● **EXERCISE DIRECTIONS**
Reproduce exactly the line that contains "fn unary_operand<N: ExpressionNode>(node: &N)" and all lines that follow it in the records below, ending with the last one.

● **GIVEN INFORMATION**
//! Locked Matrix - Vector Collection With Atomic Reload
//!
//! The vector list lives behind an `Arc` that is swapped wholesale on load.
//! Readers clone the `Arc` and then lock the vectors they need, so a reader
//! that started before a reload finishes against the old vectors and never
//! sees a half-replaced list. The list lock itself is never held while
//! waiting on a vector lock.

use super::lock_view::{ReadView, WriteView};
use super::locked_vector::{LockedVector, VectorData};
use crate::error::{LaeError, LaeResult};
use crate::types::{validate_rectangular, MatrixData, Orientation};
use parking_lot::RwLock;
use std::fmt;
use std::ptr;
use std::sync::Arc;

type VectorList = Arc<[Arc<LockedVector>]>;

/// Ordered collection of same-orientation, same-length vectors
pub struct LockedMatrix {
    vectors: RwLock<VectorList>,
}

impl LockedMatrix {
    /// Create an empty matrix
    pub fn new() -> Self {
        Self {
            vectors: RwLock::new(Arc::from(Vec::new())),
        }
    }

    /// Create a matrix holding `data` as row vectors
    pub fn from_row_major(data: &[Vec<f64>]) -> LaeResult<Self> {
        let matrix = Self::new();
        matrix.load_row_major(data)?;
        Ok(matrix)
    }

    /// Replace the contents with one row vector per row of `data`
    pub fn load_row_major(&self, data: &[Vec<f64>]) -> LaeResult<()> {
        validate_rectangular(data)?;
        let fresh = data
            .iter()
            .map(|row| LockedVector::new(row, Orientation::Row).map(Arc::new))
            .collect::<LaeResult<Vec<_>>>()?;
        self.replace(fresh);
        Ok(())
    }

    /// Replace the contents with one column vector per column of `data`
    pub fn load_column_major(&self, data: &[Vec<f64>]) -> LaeResult<()> {
        let (_, cols) = validate_rectangular(data)?;
        let fresh = (0..cols)
            .map(|col| {
                let column: Vec<f64> = data.iter().map(|row| row[col]).collect();
                LockedVector::new(&column, Orientation::Column).map(Arc::new)
            })
            .collect::<LaeResult<Vec<_>>>()?;
        self.replace(fresh);
        Ok(())
    }

    fn replace(&self, fresh: Vec<Arc<LockedVector>>) {
        let previous = self.snapshot();
        // Wait out anyone mid-operation on the old vectors, swap, then let go
        let view = WriteView::acquire(&previous);
        *self.vectors.write() = Arc::from(fresh);
        drop(view);
    }

    /// Current vector list. Later reloads do not affect the returned list.
    pub(crate) fn snapshot(&self) -> VectorList {
        Arc::clone(&self.vectors.read())
    }

    /// Contents as a row-major table, whatever the internal orientation
    pub fn read_row_major(&self) -> LaeResult<MatrixData> {
        let vectors = self.snapshot();
        let view = ReadView::acquire(&vectors);
        let (orientation, len) = uniform_shape(view.iter())?;

        let rows = match orientation {
            Orientation::Row => view.iter().map(|v| v.values.clone()).collect(),
            Orientation::Column => (0..len)
                .map(|row| view.iter().map(|column| column.values[row]).collect())
                .collect(),
        };
        Ok(rows)
    }

    /// Vector at `index`
    pub fn get(&self, index: usize) -> LaeResult<Arc<LockedVector>> {
        let vectors = self.snapshot();
        let _view = ReadView::acquire(&vectors);
        vectors
            .get(index)
            .cloned()
            .ok_or(LaeError::IndexOutOfRange {
                index,
                len: vectors.len(),
            })
    }

    /// Number of stored vectors
    pub fn len(&self) -> usize {
        self.vectors.read().len()
    }

    pub fn is_empty(&self) -> bool {
        self.vectors.read().is_empty()
    }

    /// Orientation of the first vector
    pub fn orientation(&self) -> LaeResult<Orientation> {
        let vectors = self.snapshot();
        let view = ReadView::acquire(&vectors);
        view.first()
            .map(|v| v.orientation)
            .ok_or_else(|| LaeError::IllegalState("matrix is empty".to_string()))
    }

    /// Per-vector copies taken under one read view
    fn contents(&self) -> Vec<VectorData> {
        let vectors = self.snapshot();
        let view = ReadView::acquire(&vectors);
        view.iter().cloned().collect()
    }
}

/// Shared orientation and length of a vector list, or why there is none
fn uniform_shape<'a>(
    mut vectors: impl Iterator<Item = &'a VectorData>,
) -> LaeResult<(Orientation, usize)> {
    let first = vectors
        .next()
        .ok_or_else(|| LaeError::IllegalState("matrix is empty".to_string()))?;
    let (orientation, len) = (first.orientation, first.values.len());
    for vector in vectors {
        if vector.orientation != orientation {
            return Err(LaeError::IllegalState(
                "matrix mixes row and column vectors".to_string(),
            ));
        }
        if vector.values.len() != len {
            return Err(LaeError::IllegalState(format!(
                "matrix is not rectangular: vector length {} differs from {}",
                vector.values.len(),
                len
            )));
        }
    }
    Ok((orientation, len))
}

impl Default for LockedMatrix {
    fn default() -> Self {
        Self::new()
    }
}

impl PartialEq for LockedMatrix {
    fn eq(&self, other: &Self) -> bool {
        if ptr::eq(self, other) {
            return true;
        }
        let mine = self.contents();
        let theirs = other.contents();
        mine.len() == theirs.len()
            && mine
                .iter()
                .zip(theirs.iter())
                .all(|(a, b)| a.orientation == b.orientation && a.values == b.values)
    }
}

impl fmt::Display for LockedMatrix {
    fn fmt(&self, f: &mut fmt::Formatter<'_>) -> fmt::Result {
        let vectors = self.snapshot();
        let view = ReadView::acquire(&vectors);
        for vector in view.iter() {
            writeln!(f, "{}", vector)?;
        }
        Ok(())
    }
}

impl fmt::Debug for LockedMatrix {
    fn fmt(&self, f: &mut fmt::Formatter<'_>) -> fmt::Result {
        f.debug_list().entries(self.contents()).finish()
    }
}
mod orientation;

pub use orientation::*;

/// Dense row-major table of values, the exchange format with the expression tree
pub type MatrixData = Vec<Vec<f64>>;

/// Check that `data` is non-empty and rectangular, returning `(rows, cols)`.
pub fn validate_rectangular(data: &[Vec<f64>]) -> crate::error::LaeResult<(usize, usize)> {
    use crate::error::LaeError;

    let first = data
        .first()
        .ok_or_else(|| LaeError::InvalidArgument("matrix has no rows".to_string()))?;
    let cols = first.len();
    if cols == 0 {
        return Err(LaeError::InvalidArgument("matrix rows are empty".to_string()));
    }
    if let Some((row, bad)) = data.iter().enumerate().find(|(_, r)| r.len() != cols) {
        return Err(LaeError::InvalidArgument(format!(
            "jagged matrix: row {} has {} elements, expected {}",
            row,
            bad.len(),
            cols
        )));
    }
    Ok((data.len(), cols))
}

#[cfg(test)]
mod tests {
    use super::*;
    use crate::error::LaeError;

    #[test]
    fn test_validate_rectangular() {
        assert_eq!(validate_rectangular(&[vec![1.0, 2.0], vec![3.0, 4.0]]).unwrap(), (2, 2));
        assert!(matches!(validate_rectangular(&[]), Err(LaeError::InvalidArgument(_))));
        assert!(matches!(validate_rectangular(&[vec![]]), Err(LaeError::InvalidArgument(_))));

        let err = validate_rectangular(&[vec![1.0, 2.0], vec![3.0]]).unwrap_err();
        assert!(err.to_string().contains("row 1"));
    }
}
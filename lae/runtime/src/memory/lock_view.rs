//! Ordered Lock Views - Whole-Matrix Locking
//!
//! Holds one guard per vector of a matrix so that a multi-vector read or
//! replacement sees a consistent picture. Guards are taken in ascending
//! vector index order and released in descending order, so two threads
//! viewing overlapping vector sets can never wait on each other in a cycle.

use super::locked_vector::{LockedVector, VectorData};
use parking_lot::{RwLockReadGuard, RwLockWriteGuard};
use std::ops::Deref;
use std::sync::Arc;

/// Stack of held vector guards, popped in reverse on drop
pub(crate) struct LockView<G> {
    guards: Vec<G>,
}

/// Shared view over every vector of a matrix
pub(crate) type ReadView<'a> = LockView<RwLockReadGuard<'a, VectorData>>;

/// Exclusive view over every vector of a matrix
pub(crate) type WriteView<'a> = LockView<RwLockWriteGuard<'a, VectorData>>;

impl<'a> ReadView<'a> {
    /// Read-lock every vector, lowest index first
    pub(crate) fn acquire(vectors: &'a [Arc<LockedVector>]) -> Self {
        let mut guards = Vec::with_capacity(vectors.len());
        for vector in vectors {
            guards.push(vector.read());
        }
        LockView { guards }
    }
}

impl<'a> WriteView<'a> {
    /// Write-lock every vector, lowest index first
    pub(crate) fn acquire(vectors: &'a [Arc<LockedVector>]) -> Self {
        let mut guards = Vec::with_capacity(vectors.len());
        for vector in vectors {
            guards.push(vector.write());
        }
        LockView { guards }
    }
}

impl<G> LockView<G> {
    /// Number of held guards
    #[cfg(test)]
    pub(crate) fn len(&self) -> usize {
        self.guards.len()
    }
}

impl<G: Deref<Target = VectorData>> LockView<G> {
    /// Locked vector contents, in index order
    pub(crate) fn iter(&self) -> impl Iterator<Item = &VectorData> {
        self.guards.iter().map(|g| g.deref())
    }

    pub(crate) fn first(&self) -> Option<&VectorData> {
        self.guards.first().map(|g| g.deref())
    }
}

impl<G> Drop for LockView<G> {
    fn drop(&mut self) {
        // Vec drops front to back; release highest index first instead
        while let Some(guard) = self.guards.pop() {
            drop(guard);
        }
    }
}
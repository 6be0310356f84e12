//! Linear Algebra Engine - Row-Parallel Tree Reduction
//!
//! Each step takes one resolvable node, loads its operands into the two
//! reusable matrix slots, fans the operator out into one task per row of
//! the left slot and writes the left slot back into the tree. Row tasks
//! only mutate their own left row and only read the right slot, so the
//! tasks of one step are independent of each other.

use crate::error::{LaeError, LaeResult};
use crate::memory::LockedMatrix;
use crate::scheduling::{
    ExecutorConfig, ExecutorReport, FatigueExecutor, SequentialExecutor, Task, TaskExecutor,
};
use crate::tree::{ExpressionNode, NodeKind};
use crate::types::Orientation;
use log::debug;
use std::sync::Arc;

/// Configuration for the engine
#[derive(Clone, Debug)]
pub struct EngineConfig {
    /// Worker pool settings (ignored when `parallel` is false)
    pub executor: ExecutorConfig,
    /// Run row tasks on the fatigue executor rather than inline
    pub parallel: bool,
}

impl Default for EngineConfig {
    fn default() -> Self {
        Self {
            executor: ExecutorConfig::default(),
            parallel: true,
        }
    }
}

/// Reduces expression trees to a single literal matrix
pub struct LinearAlgebraEngine {
    left: Arc<LockedMatrix>,
    right: Arc<LockedMatrix>,
    executor: Box<dyn TaskExecutor>,
}

impl LinearAlgebraEngine {
    /// Engine backed by a fatigue executor with `num_threads` workers
    pub fn new(num_threads: usize) -> LaeResult<Self> {
        Self::with_config(EngineConfig {
            executor: ExecutorConfig::with_threads(num_threads),
            parallel: true,
        })
    }

    pub fn with_config(config: EngineConfig) -> LaeResult<Self> {
        let executor: Box<dyn TaskExecutor> = if config.parallel {
            Box::new(FatigueExecutor::with_config(config.executor)?)
        } else {
            Box::new(SequentialExecutor::new(1)?)
        };
        Ok(Self::with_executor(executor))
    }

    pub fn with_executor(executor: Box<dyn TaskExecutor>) -> Self {
        Self {
            left: Arc::new(LockedMatrix::new()),
            right: Arc::new(LockedMatrix::new()),
            executor,
        }
    }

    /// Reduce `root` until it is a literal matrix
    pub fn run<N: ExpressionNode>(&mut self, mut root: N) -> LaeResult<N> {
        while root.kind() != NodeKind::Matrix {
            self.load_and_compute(&mut root)?;
        }
        Ok(root)
    }

    /// Evaluate one resolvable node somewhere under `node`
    pub fn load_and_compute<N: ExpressionNode>(&mut self, node: &mut N) -> LaeResult<()> {
        if node.kind() == NodeKind::Matrix {
            return Ok(());
        }
        node.associative_nesting();
        let target = node.find_resolvable().ok_or_else(|| {
            LaeError::InvalidArgument("expression has an operator with no operands".to_string())
        })?;

        let kind = target.kind();
        let tasks = match kind {
            NodeKind::Add => {
                let (a, b) = binary_operands(target)?;
                self.left.load_row_major(a)?;
                self.right.load_row_major(b)?;
                self.create_add_tasks()?
            }
            NodeKind::Multiply => {
                let (a, b) = binary_operands(target)?;
                self.left.load_row_major(a)?;
                self.right.load_column_major(b)?;
                self.create_multiply_tasks()?
            }
            NodeKind::Negate => {
                self.left.load_row_major(unary_operand(target)?)?;
                self.create_negate_tasks()?
            }
            NodeKind::Transpose => {
                self.left.load_row_major(unary_operand(target)?)?;
                self.create_transpose_tasks()?
            }
            NodeKind::Matrix => {
                return Err(LaeError::UnsupportedOperation(
                    "literal matrix selected as an operator".to_string(),
                ))
            }
        };

        debug!("resolving '{}' node with {} row tasks", kind, tasks.len());
        self.executor.submit_all(tasks)?;
        target.resolve(self.left.read_row_major()?);
        Ok(())
    }

    /// One task per left row: `left[i] += right[i]`
    pub fn create_add_tasks(&self) -> LaeResult<Vec<Task>> {
        let rows = require_rows(&self.left, "add")?;
        require_rows(&self.right, "add")?;
        require_orientation(&self.left, Orientation::Row)?;
        require_orientation(&self.right, Orientation::Row)?;

        if self.right.len() != rows {
            return Err(LaeError::DimensionMismatch {
                expected: rows,
                found: self.right.len(),
            });
        }
        let (left_width, right_width) = (self.left.get(0)?.len(), self.right.get(0)?.len());
        if left_width != right_width {
            return Err(LaeError::DimensionMismatch {
                expected: left_width,
                found: right_width,
            });
        }

        (0..rows)
            .map(|i| {
                let row = self.left.get(i)?;
                let other = self.right.get(i)?;
                Ok(Box::new(move || row.add(&other)) as Task)
            })
            .collect()
    }

    /// One task per left row: `left[i] = left[i] × right`
    pub fn create_multiply_tasks(&self) -> LaeResult<Vec<Task>> {
        let rows = require_rows(&self.left, "multiply")?;
        require_rows(&self.right, "multiply")?;
        require_orientation(&self.left, Orientation::Row)?;
        require_orientation(&self.right, Orientation::Column)?;

        // Left width must equal right height, i.e. the length of a right column
        let (left_width, right_height) = (self.left.get(0)?.len(), self.right.get(0)?.len());
        if left_width != right_height {
            return Err(LaeError::DimensionMismatch {
                expected: left_width,
                found: right_height,
            });
        }

        (0..rows)
            .map(|i| {
                let row = self.left.get(i)?;
                let right = Arc::clone(&self.right);
                Ok(Box::new(move || row.vec_mat_mul(&right)) as Task)
            })
            .collect()
    }

    /// One task per left row: `left[i] = -left[i]`
    pub fn create_negate_tasks(&self) -> LaeResult<Vec<Task>> {
        let rows = require_rows(&self.left, "negate")?;
        (0..rows)
            .map(|i| {
                let row = self.left.get(i)?;
                Ok(Box::new(move || {
                    row.negate();
                    Ok(())
                }) as Task)
            })
            .collect()
    }

    /// One task per left row: relabel the row as a column
    pub fn create_transpose_tasks(&self) -> LaeResult<Vec<Task>> {
        let rows = require_rows(&self.left, "transpose")?;
        (0..rows)
            .map(|i| {
                let row = self.left.get(i)?;
                Ok(Box::new(move || {
                    row.transpose();
                    Ok(())
                }) as Task)
            })
            .collect()
    }

    /// Worker activity so far
    pub fn report(&self) -> ExecutorReport {
        self.executor.report()
    }

    /// Worker activity so far, one line per worker plus the fairness factor
    pub fn worker_report(&self) -> String {
        self.executor.report().to_string()
    }

    /// Stop the executor. The engine cannot compute afterwards.
    pub fn shutdown(&self) -> LaeResult<()> {
        self.executor.shutdown()
    }
}

fn require_rows(matrix: &LockedMatrix, op: &str) -> LaeResult<usize> {
    match matrix.len() {
        0 => Err(LaeError::InvalidArgument(format!("cannot {op} an empty matrix"))),
        rows => Ok(rows),
    }
}

fn require_orientation(matrix: &LockedMatrix, expected: Orientation) -> LaeResult<()> {
    let found = matrix.orientation()?;
    if found != expected {
        return Err(LaeError::orientation(expected, found));
    }
    Ok(())
}

fn operand<N: ExpressionNode>(node: &N, index: usize) -> LaeResult<&[Vec<f64>]> {
    node.children()
        .get(index)
        .and_then(|child| child.matrix())
        .ok_or_else(|| {
            LaeError::InvalidArgument(format!(
                "operator '{}' is missing literal operand {}",
                node.kind(),
                index
            ))
        })
}

fn expect_arity<N: ExpressionNode>(node: &N, arity: usize) -> LaeResult<()> {
    let count = node.children().len();
    if count != arity {
        return Err(LaeError::InvalidArgument(format!(
            "operator '{}' expects {} operand(s), found {}",
            node.kind(),
            arity,
            count
        )));
    }
    Ok(())
}

fn unary_operand<N: ExpressionNode>(node: &N) -> LaeResult<&[Vec<f64>]> {
    expect_arity(node, 1)?;
    operand(node, 0)
}

fn binary_operands<N: ExpressionNode>(node: &N) -> LaeResult<(&[Vec<f64>], &[Vec<f64>])> {
    expect_arity(node, 2)?;
    Ok((operand(node, 0)?, operand(node, 1)?))
}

● **RESPONSE TO THE EXERCISE**
fn unary_operand<N: ExpressionNode>(node: &N) -> LaeResult<&[Vec<f64>]> {
    expect_arity(node, 1)?;
    operand(node, 0)
}

fn binary_operands<N: ExpressionNode>(node: &N) -> LaeResult<(&[Vec<f64>], &[Vec<f64>])> {
    expect_arity(node, 2)?;
    Ok((operand(node, 0)?, operand(node, 1)?))
}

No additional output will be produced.